Award Abstract # 1928406
Collaborative Research: EarthCube Data Capabilities--Jupyter Meets the Earth: Enabling Discovery in Geoscience through Interactive Computing at Scale

NSF Org: AGS
Division of Atmospheric and Geospace Sciences
Recipient: REGENTS OF THE UNIVERSITY OF CALIFORNIA, THE
Initial Amendment Date: August 16, 2019
Latest Amendment Date: August 16, 2019
Award Number: 1928406
Award Instrument: Standard Grant
Program Manager: Maria Womack
AGS
 Division of Atmospheric and Geospace Sciences
GEO
 Directorate for Geosciences
Start Date: September 1, 2019
End Date: August 31, 2023 (Estimated)
Total Intended Award Amount: $1,712,604.00
Total Awarded Amount to Date: $1,712,604.00
Funds Obligated to Date: FY 2019 = $1,712,604.00
History of Investigator:
  • Fernando Perez (Principal Investigator)
    fernando.perez@berkeley.edu
  • Laurel Larsen (Co-Principal Investigator)
Recipient Sponsored Research Office: University of California-Berkeley
1608 4TH ST STE 201
BERKELEY
CA  US  94710-1749
(510)643-3891
Sponsor Congressional District: 12
Primary Place of Performance: University of California-Berkeley
367 Evans Hall
Berkeley
CA  US  94720-3860
Primary Place of Performance
Congressional District:
12
Unique Entity Identifier (UEI): GS3YEVSS12N6
Parent UEI:
NSF Program(s): EarthCube
Primary Program Source: 01001920DB NSF RESEARCH & RELATED ACTIVIT
01001920RB NSF RESEARCH & RELATED ACTIVIT
Program Reference Code(s): 4200, 4444, 7433
Program Element Code(s): 807400
Award Agency Code: 4900
Fund Agency Code: 4900
Assistance Listing Number(s): 47.050

ABSTRACT

Earth science research is being reshaped by the availability of increasing amounts and variety of data, combined with ever more refined and computationally demanding models.

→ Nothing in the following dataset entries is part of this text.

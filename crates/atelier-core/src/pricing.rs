//! # Order Pricing
//!
//! Pure steps of order assembly: normalising requested lines, pricing each
//! line in the display currency, and totalling.
//!
//! ## Pipeline
//! ```text
//! ┌─────────────────────────────────────────────────────────────────────────┐
//! │  lines ──► normalize_lines ──► (stock reserved by the ledger)          │
//! │                                        │                                │
//! │                                        ▼                                │
//! │                 price_line (per line, display currency)                │
//! │                   ├── product lists a price in currency → price × qty  │
//! │                   └── else NGN price × qty → convert → round once      │
//! │                                        │                                │
//! │                                        ▼                                │
//! │                 order_totals                                            │
//! │                   ├── total_amount = Σ line totals                     │
//! │                   └── total_ngn    = convert(total_amount → NGN)       │
//! └─────────────────────────────────────────────────────────────────────────┘
//! ```

use serde::{Deserialize, Serialize};
use std::collections::HashMap;
use std::fmt;
use std::str::FromStr;

use crate::currency::{convert_money, RateTable};
use crate::error::{CoreError, CoreResult, ValidationError};
use crate::money::{Currency, Money};
use crate::types::{OrderLine, Product};
use crate::validation::{validate_line_count, validate_quantity};

// =============================================================================
// Duplicate Lines
// =============================================================================

/// What to do when one order names the same variant on several lines.
#[derive(Debug, Clone, Copy, Default, PartialEq, Eq, Serialize, Deserialize)]
#[serde(rename_all = "snake_case")]
pub enum DuplicateLinePolicy {
    /// Sum the quantities into the first occurrence.
    #[default]
    Merge,
    /// Fail with `ValidationError::Duplicate`.
    Reject,
}

impl fmt::Display for DuplicateLinePolicy {
    fn fmt(&self, f: &mut fmt::Formatter<'_>) -> fmt::Result {
        match self {
            DuplicateLinePolicy::Merge => f.write_str("merge"),
            DuplicateLinePolicy::Reject => f.write_str("reject"),
        }
    }
}

impl FromStr for DuplicateLinePolicy {
    type Err = ValidationError;

    fn from_str(s: &str) -> Result<Self, Self::Err> {
        match s.trim().to_lowercase().as_str() {
            "merge" => Ok(DuplicateLinePolicy::Merge),
            "reject" => Ok(DuplicateLinePolicy::Reject),
            other => Err(ValidationError::InvalidFormat {
                field: "duplicate_lines".to_string(),
                reason: format!("expected 'merge' or 'reject', got '{}'", other),
            }),
        }
    }
}

/// Validates an order's lines and collapses duplicate variants.
///
/// Output keeps first-seen order. Every resulting quantity is within
/// `1..=MAX_ITEM_QUANTITY`, merged ones included.
///
/// ## Example
/// ```rust
/// use atelier_core::pricing::{normalize_lines, DuplicateLinePolicy};
/// use atelier_core::types::OrderLine;
///
/// let lines = vec![OrderLine::new("a", 1), OrderLine::new("b", 2), OrderLine::new("a", 3)];
/// let merged = normalize_lines(&lines, DuplicateLinePolicy::Merge).unwrap();
/// assert_eq!(merged, vec![OrderLine::new("a", 4), OrderLine::new("b", 2)]);
///
/// assert!(normalize_lines(&lines, DuplicateLinePolicy::Reject).is_err());
/// ```
pub fn normalize_lines(lines: &[OrderLine], policy: DuplicateLinePolicy) -> CoreResult<Vec<OrderLine>> {
    validate_line_count(lines.len())?;

    let mut out: Vec<OrderLine> = Vec::with_capacity(lines.len());
    let mut seen: HashMap<&str, usize> = HashMap::with_capacity(lines.len());

    for line in lines {
        if line.variant_id.trim().is_empty() {
            return Err(ValidationError::Required {
                field: "variant_id".to_string(),
            }
            .into());
        }
        validate_quantity(line.quantity)?;

        match seen.get(line.variant_id.as_str()) {
            Some(&index) => match policy {
                DuplicateLinePolicy::Reject => {
                    return Err(ValidationError::Duplicate {
                        field: "variant_id".to_string(),
                        value: line.variant_id.clone(),
                    }
                    .into());
                }
                DuplicateLinePolicy::Merge => {
                    let merged = out[index].quantity + line.quantity;
                    validate_quantity(merged)?;
                    out[index].quantity = merged;
                }
            },
            None => {
                seen.insert(line.variant_id.as_str(), out.len());
                out.push(line.clone());
            }
        }
    }

    Ok(out)
}

// =============================================================================
// Line Pricing
// =============================================================================

/// Prices `qty` units of a product in `currency`.
///
/// A listed price in the currency wins. Otherwise the NGN line total is
/// converted, so rounding happens once per line rather than per unit.
pub fn price_line(product: &Product, qty: i64, currency: Currency, rates: &RateTable) -> CoreResult<Money> {
    if let Some(unit) = product.prices.get(currency) {
        return unit.multiply_quantity(qty);
    }

    let ngn_unit = product
        .prices
        .get(Currency::Ngn)
        .ok_or_else(|| CoreError::PriceUnavailable {
            product_id: product.id.clone(),
            currency,
        })?;

    let ngn_total = ngn_unit.multiply_quantity(qty)?;
    convert_money(ngn_total, currency, rates)
}

// =============================================================================
// Totals
// =============================================================================

/// Order totals in the display and canonical currencies.
#[derive(Debug, Clone, Copy, PartialEq, Eq)]
pub struct OrderTotals {
    pub total_amount: Money,
    pub total_ngn: Money,
}

/// Sums line totals in `currency` and converts the sum to NGN.
pub fn order_totals(line_totals: &[Money], currency: Currency, rates: &RateTable) -> CoreResult<OrderTotals> {
    let total_amount = Money::sum(currency, line_totals)?;
    let total_ngn = convert_money(total_amount, Currency::Ngn, rates)?;
    Ok(OrderTotals {
        total_amount,
        total_ngn,
    })
}

// =============================================================================
// Unit Tests
// =============================================================================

This transition to a data-rich world offers immense opportunities for transformative scientific discoveries, but also presents new challenges to researchers: exploring these vast stores of data and combining them with complex models to make discoveries and novel predictions is technically challenging, requiring data management and computational expertise distinct from that of many Earth scientists. This project will develop novel tools to help Earth scientists seamlessly access and interact with extremely large data sets and powerful computational resources, in an environment that supports the lifecycle of research ideas from the scientist to the public. Specifically, this new effort builds upon the foundations of Project Jupyter, which provides tools for interactive computing, and partners with the Pangeo project that develops open tools and fosters a community of Big Data geoscientists. In this project, researchers will build new tools for interactive access to and exploration of data and models, driven by three specific problems in geoscience: the analysis of global climate models, the hydrology of watersheds, and the modeling of the subsurface of the Earth based on measurements of electric and magnetic fields. The project will advance technologies that empower multiple communities of researchers, both in Earth science and beyond. Tools from Project Jupyter are being used worldwide in research, education, industry, government, and media, including in the groundbreaking observation of gravitational waves by the Laser Interferometer Gravitational-Wave Observatory collaboration and the first direct image of a black hole made by the Event Horizon Telescope. The outcomes of the project will be freely available to the public as Open Source software.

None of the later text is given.